WORK TASK >> Every line of the material must be set down again without alteration.

RECORDS FOR THIS TASK >>

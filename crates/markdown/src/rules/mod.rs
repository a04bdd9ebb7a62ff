//! Pluggable node rules consulted before the default dispatch table.
//!
//! A converter holds an ordered list of rules. For every node, on enter and
//! on exit, each rule is offered the node in registration order; the first
//! one that claims it suppresses the default handling for that event.

mod config;
mod embed;

pub use config::{EmbedConfig, EmbedPreset};
pub use embed::{EmbedRule, sole_link};

use crate::driver::NodeContext;
use markdown::mdast::Node;
use ptext_core::Builder;

/// Which side of a node the traversal is on.
#[derive(Debug, Clone, Copy, PartialEq, Eq)]
pub enum Phase {
    /// Before the node's children.
    Enter,
    /// After the node's children.
    Exit,
}

/// Result of offering a node to a rule.
#[derive(Debug, Clone, Copy, PartialEq, Eq)]
pub enum RuleOutcome {
    /// The rule did not claim the node; keep looking.
    Unhandled,
    /// The rule handled the event; children are still visited.
    Handled,
    /// The rule handled the event and the node's children and exit event are skipped.
    /// Treated as [`RuleOutcome::Handled`] on exit.
    HandledSkipChildren,
}

/// A strategy that may take over the handling of a markdown node.
pub trait MarkdownRule {
    /// Name used in diagnostics.
    fn name(&self) -> &str {
        "rule"
    }

    /// Inspect `node` and optionally drive `builder` in place of the default handling.
    fn try_handle(
        &self,
        builder: &mut Builder<'_>,
        node: &Node,
        cx: &NodeContext<'_>,
    ) -> RuleOutcome;
}

impl<F> MarkdownRule for F
where
    F: Fn(&mut Builder<'_>, &Node, &NodeContext<'_>) -> RuleOutcome,
{
    fn try_handle(
        &self,
        builder: &mut Builder<'_>,
        node: &Node,
        cx: &NodeContext<'_>,
    ) -> RuleOutcome {
        (self)(builder, node, cx)
    }
}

EXERCISE RESULT >>
filename crates/markdown/src/rules/mod.rs
repository a04bdd9ebb7a62ff
//! Pluggable node rules consulted before the default dispatch table.
//!
//! A converter holds an ordered list of rules. For every node, on enter and
//! on exit, each rule is offered the node in registration order; the first
//! one that claims it suppresses the default handling for that event.

mod config;
mod embed;

pub use config::{EmbedConfig, EmbedPreset};
pub use embed::{EmbedRule, sole_link};

use crate::driver::NodeContext;
use markdown::mdast::Node;
use ptext_core::Builder;

/// Which side of a node the traversal is on.
#[derive(Debug, Clone, Copy, PartialEq, Eq)]
pub enum Phase {
    /// Before the node's children.
    Enter,
    /// After the node's children.
    Exit,
}

/// Result of offering a node to a rule.
#[derive(Debug, Clone, Copy, PartialEq, Eq)]
pub enum RuleOutcome {
    /// The rule did not claim the node; keep looking.
    Unhandled,
    /// The rule handled the event; children are still visited.
    Handled,
    /// The rule handled the event and the node's children and exit event are skipped.
    /// Treated as [`RuleOutcome::Handled`] on exit.
    HandledSkipChildren,
}

/// A strategy that may take over the handling of a markdown node.
pub trait MarkdownRule {
    /// Name used in diagnostics.
    fn name(&self) -> &str {
        "rule"
    }

    /// Inspect `node` and optionally drive `builder` in place of the default handling.
    fn try_handle(
        &self,
        builder: &mut Builder<'_>,
        node: &Node,
        cx: &NodeContext<'_>,
    ) -> RuleOutcome;
}

impl<F> MarkdownRule for F
where
    F: Fn(&mut Builder<'_>, &Node, &NodeContext<'_>) -> RuleOutcome,
{
    fn try_handle(
        &self,
        builder: &mut Builder<'_>,
        node: &Node,
        cx: &NodeContext<'_>,
    ) -> RuleOutcome {
        (self)(builder, node, cx)
    }
}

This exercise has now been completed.